Ces auteurs ont également en commun un fort attachement à ce que leurs pièces soient jouées. Pourtant, écrire et faire du théâtre sur le Continent n’est pas sans difficulté. Son économie au Togo est extrêmement précaire, souligne Ayaya Togoata Apedo-Amah. « L’État ne soutient pas ce théâtre. Donc les meilleurs artistes finissent par partir en Suisse, en France, en Belgique, etc. pour essayer de vivre de leur art », déplore-t-il. Pour Werewere Liking, l’équation n’est tenable que grâce à des systèmes parallèles. « Je dis toujours aux jeunes artistes qu’il faut d’abord réunir les conditions pour vivre. Nous sommes obligés de vivre avec ce que nous faisons puisque nous n’avons pas de subventions institutionnelles. Cela nous amène à créer, au jour le jour. On a mis en place des astuces. On fait la popotte, il y a de la bonne cuisine mais on n’a pas le droit de manger avant de voir le spectacle !  ». Dorcy Rugamba souligne de son côté que les subventions peuvent également être pernicieuses pour les auteurs. « On voit de moins en moins de pièces comme Rwanda 94. Les fresques sur les drames collectifs disparaissent au profit des dramuscules, des drames domestiques, par exemple, qui requièrent moins de personnages. Ce sont des aspects économiques qui s’imposent aux auteurs de théâtre. C’est tout à fait dommage. Un auteur ne devrait pas s’auto-censurer. Nous en sommes tous là alors que le théâtre pourrait se faire même dans la rue ! On a besoin de rien pour faire du théâtre », souligne-t-il avec ferveur. 

L’écriture en partage 

Si ce n’est peut-être de mobiliser le grand réservoir des mythes, communs à l’Humanité. Ainsi dans Gamblers, Dorcy Rugamba fustige-t-il l’appât du gain en s’emparant du mythe de Faust à travers le personnage de Hungry qui, au cours d’une scène d’initiation, vend son âme au diable. « On retrouve le pacte avec le diable dans toute la littérature occidentale mais aussi dans les cultures africaines », explique celui qui mobilise le mythe pour éclairer le présent. « Les grandes utopies politiques se sont effondrées et nous nous sommes retrouvés dans la « fin de l’histoire ». Le capitalisme est devenu la nouvelle espérance de l’Humanité », dit-il. 

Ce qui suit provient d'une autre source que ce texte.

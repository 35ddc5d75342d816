//! Text-level transforms applied to downloaded stylesheets, scripts and the final page.
//!
//! The site uses one fixed template, so a handful of regular expressions
//! covers everything that needs patching; no CSS or JavaScript parser is involved.

use regex::{Captures, Regex};
use reqwest::Url;

/// File name of the application stylesheet that gets the font and sizing treatment.
pub const PRIMARY_STYLESHEET: &str = "app.css";

const MINIFIED_STYLESHEET: &str = "app.min.css";

/// Appended to the primary stylesheet so pages fit on short screens.
const FONT_SIZING_CSS: &str = include_str!("../resources/font_sizing.css");

/// Stands in for `window.localStorage`, which framed content cannot access.
pub const LOCAL_STORAGE_STUB: &str = "({setItem: function(){}, removeItem: function(){}})";

/// Third-party scripts removed from the final page.
pub const TRACKER_URLS: &[&str] = &[
    "//www.google-analytics.com/analytics.js",
    "js-agent.newrelic.com/nr-1044.min.js",
    "//connect.facebook.net/en_US/sdk.js",
];

lazy_static! {
    /// `url(../fonts/Foo.ttf)`, quoted or not. Group 1 is everything inside `url(...)`,
    /// group 2 the part after `fonts/`.
    static ref FONT_URL_REGEX: Regex =
        Regex::new(r#"url\(\s*['"]?([^'")]*?fonts/([^'")]+?))['"]?\s*\)"#).unwrap();
    /// `url(../images/...)` and friends; those do not exist in the bundle.
    static ref UP_DIR_IMAGE_REGEX: Regex = Regex::new(r#"url\(\s*['"]?\.\./im[^)]*\)"#).unwrap();
}

/// The minified stylesheet lacks the image rules the pages need, fetch the original instead.
pub fn prefer_unminified_stylesheet(mut url: Url) -> Url {
    if url.path().ends_with(MINIFIED_STYLESHEET) {
        let path = url.path().replace(MINIFIED_STYLESHEET, PRIMARY_STYLESHEET);
        url.set_path(&path);
    }
    url
}

pub fn is_primary_stylesheet(url: &Url) -> bool {
    url.path_segments()
        .and_then(|segments| segments.last())
        .map_or(false, |name| name == PRIMARY_STYLESHEET)
}

/// A font referenced from a stylesheet.
#[derive(Debug, PartialEq, Eq)]
pub struct FontReference<'a> {
    /// The reference as written inside `url(...)`, relative to the stylesheet.
    pub source: &'a str,
    /// Bare file name the font will be stored under.
    pub filename: &'a str,
}

/// Rewrites the primary stylesheet:
///  1. every font `url(...fonts/X)` becomes `url('X')`, where `X` is whatever
///     `localize_font` decided to store the font as,
///  2. `url(../images/...)` rules are emptied to `url("")`,
///  3. the font sizing rules are appended.
pub fn rewrite_stylesheet<F>(css: &str, mut localize_font: F) -> String
where
    F: FnMut(FontReference) -> String,
{
    let with_fonts = FONT_URL_REGEX.replace_all(css, |captures: &Captures| {
        let source = captures.get(1).map_or("", |m| m.as_str());
        let full_name = captures.get(2).map_or("", |m| m.as_str());
        // `Foo.eot?#iefix` is stored as `Foo.eot`; the suffix stays in the stylesheet.
        let filename = full_name.split(['?', '#']).next().unwrap_or(full_name);
        let local = localize_font(FontReference { source, filename });
        let suffix = &full_name[filename.len()..];
        format!("url('{local}{suffix}')")
    });

    let without_images = UP_DIR_IMAGE_REGEX.replace_all(&with_fonts, r#"url("")"#);

    without_images.into_owned() + FONT_SIZING_CSS
}

/// Replaces every use of the browser's local storage with a harmless stand-in.
pub fn polyfill_local_storage(script: &str) -> String {
    script.replace("window.localStorage", LOCAL_STORAGE_STUB)
}

/// Literal removal of third-party script locations from serialized markup.
pub fn strip_trackers(html: &str) -> String {
    TRACKER_URLS
        .iter()
        .fold(html.to_string(), |html, tracker| html.replace(tracker, ""))
}

#[test]
fn test_prefer_unminified_stylesheet() {
    let url = Url::parse("http://www.africanstorybook.org/css/app.min.css?v=2").unwrap();
    assert_eq!(
        "http://www.africanstorybook.org/css/app.css?v=2",
        prefer_unminified_stylesheet(url).as_str()
    );

    let other = Url::parse("http://www.africanstorybook.org/css/framework7.min.css").unwrap();
    assert_eq!(
        "http://www.africanstorybook.org/css/framework7.min.css",
        prefer_unminified_stylesheet(other).as_str()
    );
}

#[test]
fn test_is_primary_stylesheet() {
    assert!(is_primary_stylesheet(&Url::parse("http://x.org/css/app.css").unwrap()));
    assert!(!is_primary_stylesheet(&Url::parse("http://x.org/css/myapp.css").unwrap()));
    assert!(!is_primary_stylesheet(&Url::parse("http://x.org/app.css/other.css").unwrap()));
}

#[test]
fn test_rewrite_font_face() {
    let css = "@font-face { font-family: Foo; src: url(../fonts/Foo.ttf) }";
    let mut seen = Vec::new();
    let rewritten = rewrite_stylesheet(css, |font| {
        seen.push((font.source.to_string(), font.filename.to_string()));
        font.filename.to_string()
    });

    assert!(rewritten.starts_with("@font-face { font-family: Foo; src: url('Foo.ttf') }"));
    assert_eq!(vec![("../fonts/Foo.ttf".to_string(), "Foo.ttf".to_string())], seen);
}

#[test]
fn test_rewrite_font_keeps_query_suffix() {
    let css = r#"src: url("../fonts/Andika.eot?#iefix") format("embedded-opentype"), url('../fonts/Andika.woff') format("woff");"#;
    let rewritten = rewrite_stylesheet(css, |font| font.filename.to_string());

    assert!(rewritten.starts_with(
        r#"src: url('Andika.eot?#iefix') format("embedded-opentype"), url('Andika.woff') format("woff");"#
    ));
}

#[test]
fn test_rewrite_strips_up_dir_images_and_appends_sizing() {
    let css = ".cover { background: url('../images/cover.png') no-repeat; }\n.logo { background: url(../img/logo.png); }";
    let rewritten = rewrite_stylesheet(css, |font| font.filename.to_string());

    assert!(rewritten.starts_with(".cover { background: url(\"\") no-repeat; }\n.logo { background: url(\"\"); }"));
    assert!(rewritten.ends_with(FONT_SIZING_CSS));
}

#[test]
fn test_polyfill_local_storage() {
    let js = "var s = window.localStorage; window.localStorage.setItem('a', 1);";
    assert_eq!(
        "var s = ({setItem: function(){}, removeItem: function(){}}); ({setItem: function(){}, removeItem: function(){}}).setItem('a', 1);",
        polyfill_local_storage(js)
    );
}

#[test]
fn test_strip_trackers() {
    let html = r#"<script src="//www.google-analytics.com/analytics.js"></script><script src="https://js-agent.newrelic.com/nr-1044.min.js"></script><script src="0_app.js"></script>"#;
    assert_eq!(
        r#"<script src=""></script><script src="https://"></script><script src="0_app.js"></script>"#,
        strip_trackers(html)
    );
}
use crate::cached_client::CachedClient;
use crate::site::Site;
use easy_error::{Error, ResultExt};
use log::{info, warn};
use std::path::{Path, PathBuf};

pub const DEFAULT_PREFIX: &str = "asb";

/// Download area for the site's own EPUB exports.
/// Files are named `{prefix}{book id}.epub`, so an interrupted run resumes where it stopped.
pub struct EbookDownloads<'a> {
    client: &'a CachedClient,
    site: &'a Site,
    dir: PathBuf,
    prefix: String,
}

impl<'a> EbookDownloads<'a> {
    pub fn new<P: AsRef<Path>>(client: &'a CachedClient, site: &'a Site, dir: P, prefix: &str) -> Result<Self, Error> {
        let dir = dir.as_ref().to_path_buf();
        std::fs::create_dir_all(&dir).context(format!("Could not create download directory {dir:?}"))?;
        Ok(Self {
            client,
            site,
            dir,
            prefix: prefix.to_string(),
        })
    }

    pub fn path_of(&self, book_id: &str) -> PathBuf {
        self.dir.join(format!("{}{book_id}.epub", self.prefix))
    }

    /// Path of the EPUB for `book_id`, downloading it unless an earlier run already did.
    /// Returns `None` when the site has no EPUB for the book.
    pub fn fetch(&self, book_id: &str) -> Result<Option<PathBuf>, Error> {
        let path = self.path_of(book_id);
        if path.exists() {
            info!("Already downloaded {path:?}, skipping");
            return Ok(Some(path));
        }

        let url = self.site.epub_url(book_id)?;
        match self.client.fetch::<Vec<u8>>(&url)?.into_contents() {
            Some(contents) if !contents.is_empty() => {
                std::fs::write(&path, contents).context(format!("Could not write {path:?}"))?;
                info!("Downloaded {url} to {path:?}");
                Ok(Some(path))
            }
            _ => {
                warn!("No EPUB for book {book_id} at {url}");
                Ok(None)
            }
        }
    }
}

#[cfg(test)]
use crate::cached_client::test_client;
#[cfg(test)]
use mockito::Matcher;

#[test]
fn test_download_then_resume() {
    let mut server = mockito::Server::new();
    let mock = server
        .mock("GET", "/myspace/publish/epub.php")
        .match_query(Matcher::UrlEncoded("id".into(), "12".into()))
        .with_body("PK epub")
        .expect(1)
        .create();
    let site = Site::parse(&format!("{}/", server.url())).unwrap();
    let client = test_client(None);
    let dir = tempfile::tempdir().unwrap();
    let downloads = EbookDownloads::new(&client, &site, dir.path(), DEFAULT_PREFIX).unwrap();

    let path = downloads.fetch("12").unwrap().unwrap();
    assert_eq!(dir.path().join("asb12.epub"), path);
    assert_eq!(b"PK epub".to_vec(), std::fs::read(&path).unwrap());

    // Second call finds the file and does not hit the site again.
    assert_eq!(Some(path), downloads.fetch("12").unwrap());
    mock.assert();
}

#[test]
fn test_missing_epub() {
    let mut server = mockito::Server::new();
    let _mock = server
        .mock("GET", "/myspace/publish/epub.php")
        .match_query(Matcher::Any)
        .with_status(404)
        .create();
    let site = Site::parse(&format!("{}/", server.url())).unwrap();
    let client = test_client(None);
    let dir = tempfile::tempdir().unwrap();
    let downloads = EbookDownloads::new(&client, &site, dir.path(), "x").unwrap();

    assert_eq!(None, downloads.fetch("3").unwrap());
    assert!(!downloads.path_of("3").exists());
}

L’effondrement est aussi au cœur d’Un continent à la dérive d’Ayayi Togoata Apedo-Amah. C’est le choc de voir les migrants périr en mer qui l’a poussé à écrire cette dernière pièce. Son écriture est testimoniale et révoltée : « Les narratifs mensongers manipulent nos citoyens à tous les niveaux pour nous empêcher de tirer des leçons de l’Histoire », le théâtre de ces trois auteurs, très engagé et politique leur permet d’expérimenter d’autres façons d’écrire.  

Grâce à cet « art de l’instant » ils peuvent s’inscrire dans une temporalité différente et une mise en partage précieuse. Ayaya Togoata Apedo-Amah y voit notamment une transformation stimulante de son écriture. « Il faut une écriture et une esthétique rapides pour que le spectateur puisse comprendre immédiatement de quoi il est question. C’est un art qui a besoin de plusieurs créateurs ». Cette dimension collective est au cœur de la démarche théâtrale de Werewere Liking – que l’on a souvent comparée à Ariane Mnouchkine. Elle est également stimulante pour Dorcy Rugamba, attaché au fait que l’écriture théâtrale ne passe pas exclusivement par les mots. Les trois sont conscients de l’humilité que cet art leur demande. « On ne remplit pas des stades. Si on peut se changer grâce au rapport de ceux qui vivent cette expérience, c’est déjà énorme. Nous sommes saturés d’informations de la part des médias traditionnels. Cette masse est aussi un matériau dont on peut s’emparer et le retravailler comme le ferait un potier pour en sortir un texte que l’on met en partage dans un espace public » affirme Dorcy Rugamba. Un constat lucide, exigeant et engagé.